0.5 ✓

7.4K 568 130
                                    

Jungkook'un elleri belime sarılıydı, ve başını boynuma yaslamıştı. Derin nefesleri uyuduğunu kanıtlıyordu.

Bütün gece durmadan ağlamıştı, saat sabah 5'i biraz geçiyordu ve Jungkook uykuya dalalı çok olmamıştı.

Gece boyunca ayakta olmama rağmen gözüme bir türlü uyku girmek bilmiyordu. Çünkü şuan olduğumuz pozisyonun yanlış olduğunu biliyordum.
Biz birbirimize duygu beslemeyen insanlar olduğumuzdan dolayı bu pozisyonda bulunmamalı ve kendimizi kandırmamalıydık. Biz bunu haketmiyorduk.

En azından Jungkook için aramızda şey, iddiadan fazlası değildi. Neden böyle davranarak kafamı karıştırıyordu? Çağırabileceği milyonlarca kişi arasından, neden beni seçmişti?

Aptal değildim duygularımın, hoşlantımın farkına varabiliyordum. Kalp atışlarımın anlamını biliyordum, hissettiğim çaresizliğin beni nereye sürüklediğini biliyordum. Uçurumun ucuna sürükleniyordum ve, Jungkook beni iten kişi olacaktı.

Bunu her şeyden iyi biliyordum.
Ve buna göz yumuyordum.
Yummamalıydım, ama yumuyordum işte.
Çünkü hoşuma gidiyordu, Jungkook'la yakın olmak; onunla gerçek birer sevgiliymiş gibi olmak.
Ama hepsinin yalan olduğunu biliyordum.
İkimize dair her şeyin rolden ve yalandan ibaret olduğunu biliyordum.
Ama kabullenemiyordum işte, hissettiğim hoşlantı bunun önüne geçiyordu. Ki hissettiğimin duyguların bir süre sonra hoşlantıdan bir basamak yükseğe erme ihtimali beni korkutuyordu. Yüksek bir ihtimaldi bu, gerçek olması her şeyden daha yakındı.
Keşke biz de gerçekliğe biraz olsun yaklaşabilseydik, keşke biraz olsun hayal olmasaydık.
Ama ben çok iyi biliyordum, gerçek değildik ve olmayacaktık.

Jungkook benden ne hoşlanacaktı, ne de beni sevecekti.
Bense, bu iptal iddiayı devam ettirecektim. Ufak bir umutla.

...

Yanağımı yasladığım elimin uyuşmuş parmaklarını oynattım ve boş bakışlarımla televizyondaki diziyi izlemeye devam ettim.

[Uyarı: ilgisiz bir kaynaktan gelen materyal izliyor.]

//! Field cleaner (spec.md §4.3): coerce each extracted string column to its
//! declared semantic type.

use crate::errors::{AppError, AppResult};
use crate::pipeline::{dates, overpunch};
use crate::types::field_def::{ColumnType, FieldDefinition};
use crate::types::{Cell, Table};
use chrono::NaiveDate;

/// Cleans every column named by `field_defs`, leaving columns with no
/// matching definition untouched. `processing_date` anchors the
/// non-standard date formats.
pub fn clean(
    extracted: &Table,
    field_defs: &[FieldDefinition],
    processing_date: NaiveDate,
) -> AppResult<Table> {
    let mut table = extracted.clone();
    for fd in field_defs {
        let Some(raw_column) = extracted.column(&fd.column_name) else {
            continue;
        };
        let cleaned = clean_column(raw_column, &fd.column_type, processing_date)?;
        table.push_column(fd.column_name.clone(), cleaned);
    }
    Ok(table)
}

fn clean_column(
    raw_column: &[Cell],
    column_type: &ColumnType,
    processing_date: NaiveDate,
) -> AppResult<Vec<Cell>> {
    match column_type {
        ColumnType::Str => Ok(raw_column.iter().map(clean_str_cell).collect()),
        ColumnType::Int => Ok(raw_column.iter().map(clean_int_cell).collect()),
        ColumnType::Decimal { scale } => {
            if *scale == 0 {
                return Err(AppError::Config(
                    "decimal column type requires a positive scale".to_string(),
                ));
            }
            Ok(raw_column
                .iter()
                .map(|c| clean_decimal_cell(c, *scale))
                .collect())
        }
        ColumnType::Date { format } => Ok(raw_column
            .iter()
            .map(|c| clean_date_cell(c, format, processing_date))
            .collect()),
    }
}

fn raw_str(cell: &Cell) -> &str {
    cell.as_str().unwrap_or("")
}

fn clean_str_cell(cell: &Cell) -> Cell {
    let trimmed = raw_str(cell).trim();
    if trimmed.is_empty() {
        Cell::Str(" ".to_string())
    } else {
        Cell::Str(trimmed.to_string())
    }
}

fn clean_int_cell(cell: &Cell) -> Cell {
    match raw_str(cell).trim().parse::<i64>() {
        Ok(v) => Cell::Int(v),
        Err(_) => Cell::Null,
    }
}

fn clean_decimal_cell(cell: &Cell, scale: u32) -> Cell {
    match overpunch::parse_decimal(raw_str(cell), scale) {
        Some(v) => Cell::Decimal(v),
        None => Cell::Null,
    }
}

fn clean_date_cell(cell: &Cell, format: &str, processing_date: NaiveDate) -> Cell {
    match dates::parse_date(raw_str(cell), format, processing_date) {
        Some(d) => Cell::Date(d),
        None => Cell::Null,
    }
}

#[cfg(test)]
mod tests {
    use super::*;

    fn single_column(name: &str, raw: &str) -> Table {
        let mut t = Table::empty();
        t.push_column(name, vec![Cell::Str(raw.to_string())]);
        t
    }

    fn fd(name: &str, column_type: ColumnType) -> FieldDefinition {
        FieldDefinition {
            record_family: "baseii_draft".to_string(),
            sub_record_id: "0".to_string(),
            column_name: name.to_string(),
            position: 1,
            length: 1,
            column_type,
            secondary_identifier: None,
        }
    }

    #[test]
    fn blank_string_becomes_single_space() {
        let table = single_column("merchant_name", "   ");
        let out = clean(&table, &[fd("merchant_name", ColumnType::Str)], NaiveDate::from_ymd_opt(2025, 3, 1).unwrap()).unwrap();
        assert_eq!(out.get("merchant_name", 0).as_str(), Some(" "));
    }

    #[test]
    fn invalid_int_becomes_null() {
        let table = single_column("field", "abc");
        let out = clean(&table, &[fd("field", ColumnType::Int)], NaiveDate::from_ymd_opt(2025, 3, 1).unwrap()).unwrap();
        assert_eq!(out.get("field", 0), &Cell::Null);
    }

    #[test]
    fn decimal_applies_overpunch_and_scale() {
        let table = single_column("amount", "12A");
        let out = clean(
            &table,
            &[fd("amount", ColumnType::Decimal { scale: 2 })],
            NaiveDate::from_ymd_opt(2025, 3, 1).unwrap(),
        )
        .unwrap();
        assert_eq!(out.get("amount", 0).as_decimal(), Some(1.21));
    }

    #[test]
    fn non_positive_scale_is_a_configuration_error() {
        let table = single_column("amount", "1234");
        let result = clean(
            &table,
            &[fd("amount", ColumnType::Decimal { scale: 0 })],
            NaiveDate::from_ymd_opt(2025, 3, 1).unwrap(),
        );
        assert!(result.is_err());
    }
}
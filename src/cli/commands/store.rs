use super::{
    CommonArgs, StageContext, CALCULATE_TARGET, CLEAN_TARGET, INTERCHANGE_TARGET, STORE_TARGET,
};
use crate::artifact::Layer;
use crate::errors::AppResult;
use crate::pipeline::joiner;
use clap::Args;
use tracing::info;

#[derive(Args)]
pub struct StoreCommand {
    #[command(flatten)]
    common: CommonArgs,

    /// Staging subdir holding the cleaned transactions
    #[arg(long, default_value = CLEAN_TARGET)]
    transactions_subdir: String,

    /// Staging subdir holding the calculated derived attributes
    #[arg(long, default_value = CALCULATE_TARGET)]
    calculated_subdir: String,

    /// Staging subdir holding the bound interchange outcomes
    #[arg(long, default_value = INTERCHANGE_TARGET)]
    interchange_subdir: String,

    /// Operational-layer subdir to write the fully processed file to
    #[arg(long, default_value = STORE_TARGET)]
    target_subdir: String,
}

impl StoreCommand {
    pub fn run(&self) -> AppResult<()> {
        let ctx = self.common.open()?;
        execute(
            &ctx,
            &self.transactions_subdir,
            &self.calculated_subdir,
            &self.interchange_subdir,
            &self.target_subdir,
        )
    }
}

/// Joins the cleaned, calculated, and interchange frames by row position
/// and writes the fully processed file into the operational layer.
pub(crate) fn execute(
    ctx: &StageContext,
    transactions_subdir: &str,
    calculated_subdir: &str,
    interchange_subdir: &str,
    target_subdir: &str,
) -> AppResult<()> {
    info!(
        client_id = %ctx.file_control.client_id,
        file_id = %ctx.file_control.file_id,
        "store: starting"
    );

    let transactions = ctx
        .artifacts
        .read(Layer::Staging, &ctx.file_control, transactions_subdir)?;
    let calculated = ctx
        .artifacts
        .read(Layer::Staging, &ctx.file_control, calculated_subdir)?;
    let interchange = ctx
        .artifacts
        .read(Layer::Staging, &ctx.file_control, interchange_subdir)?;

    let merged = joiner::join(&transactions, &calculated, &interchange)?;
    info!(
        rows = merged.row_count(),
        columns = merged.column_count(),
        "store: merged full file"
    );

    let path = ctx
        .artifacts
        .write(Layer::Operational, &ctx.file_control, target_subdir, &merged)?;
    info!(path = %path.display(), "store: wrote operational artifact");
    Ok(())
}
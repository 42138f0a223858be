//! `file_control` table reads: brand/type/processing-date/landing-filename
//! lookup keyed by `(client_id, file_id)`, used to resolve artifact paths
//! and the processing date cleaning and rule validity are measured against.

use crate::errors::{AppError, AppResult};
use crate::metadata::MetadataStore;
use chrono::NaiveDate;

#[derive(Debug, Clone)]
pub struct FileControl {
    pub client_id: String,
    pub file_id: String,
    pub brand_id: String,
    pub file_type: String,
    pub file_processing_date: NaiveDate,
    pub landing_file_name: String,
}

impl MetadataStore {
    pub fn read_file_control(&self, client_id: &str, file_id: &str) -> AppResult<FileControl> {
        let conn = self.connection();
        let mut stmt = conn.prepare(
            "SELECT client_id, file_id, brand_id, file_type, file_processing_date, \
             landing_file_name FROM file_control WHERE client_id = ?1 AND file_id = ?2",
        )?;
        let mut rows = stmt.query(rusqlite::params![client_id, file_id])?;
        let row = rows.next()?.ok_or_else(|| {
            AppError::Config(format!(
                "no file_control row for client {client_id} file {file_id}"
            ))
        })?;
        let date_str: String = row.get(4)?;
        let file_processing_date = NaiveDate::parse_from_str(&date_str, "%Y-%m-%d")
            .map_err(|_| AppError::Config(format!("invalid file_processing_date {date_str}")))?;
        Ok(FileControl {
            client_id: row.get(0)?,
            file_id: row.get(1)?,
            brand_id: row.get(2)?,
            file_type: row.get(3)?,
            file_processing_date,
            landing_file_name: row.get(5)?,
        })
    }
}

Neler döndüğünü bilmediğim diziyi saatlerdir izliyordum, aslında izliyor sayılmazdım bile. Sadece bakıyordum. Amacım evin içindeki sessizliği gidermekti, yoksa içimde hissettiğim çaresizlikte can verecektim. Böyle olmamalıydım, hayatımı mahvetmemeliydim.Her daim güçlü olmalıydım çünkü düştüğümde tekrar kendim ayağa kalkacaktım. Kimse elimi tutmayacaktı.

Yerde kalırsam, insanlar üzerime basıp geçerlerdi.
Ve ben buna göz yumamazdım, hayatımı kendi ellerimle, kendi çabamla mahvedemezdim.
Hem daha duygularımdan emin bile değildim, sadece etkilenmiş olamaz mıydım?

Kapı açıldığında kızlar içeri girdi ve evin için anında neşeyle doldu. Lalisa poşetten çıkardığı bira şişelerini havada sallarken yüzünde kocaman bir gülümseme vardı.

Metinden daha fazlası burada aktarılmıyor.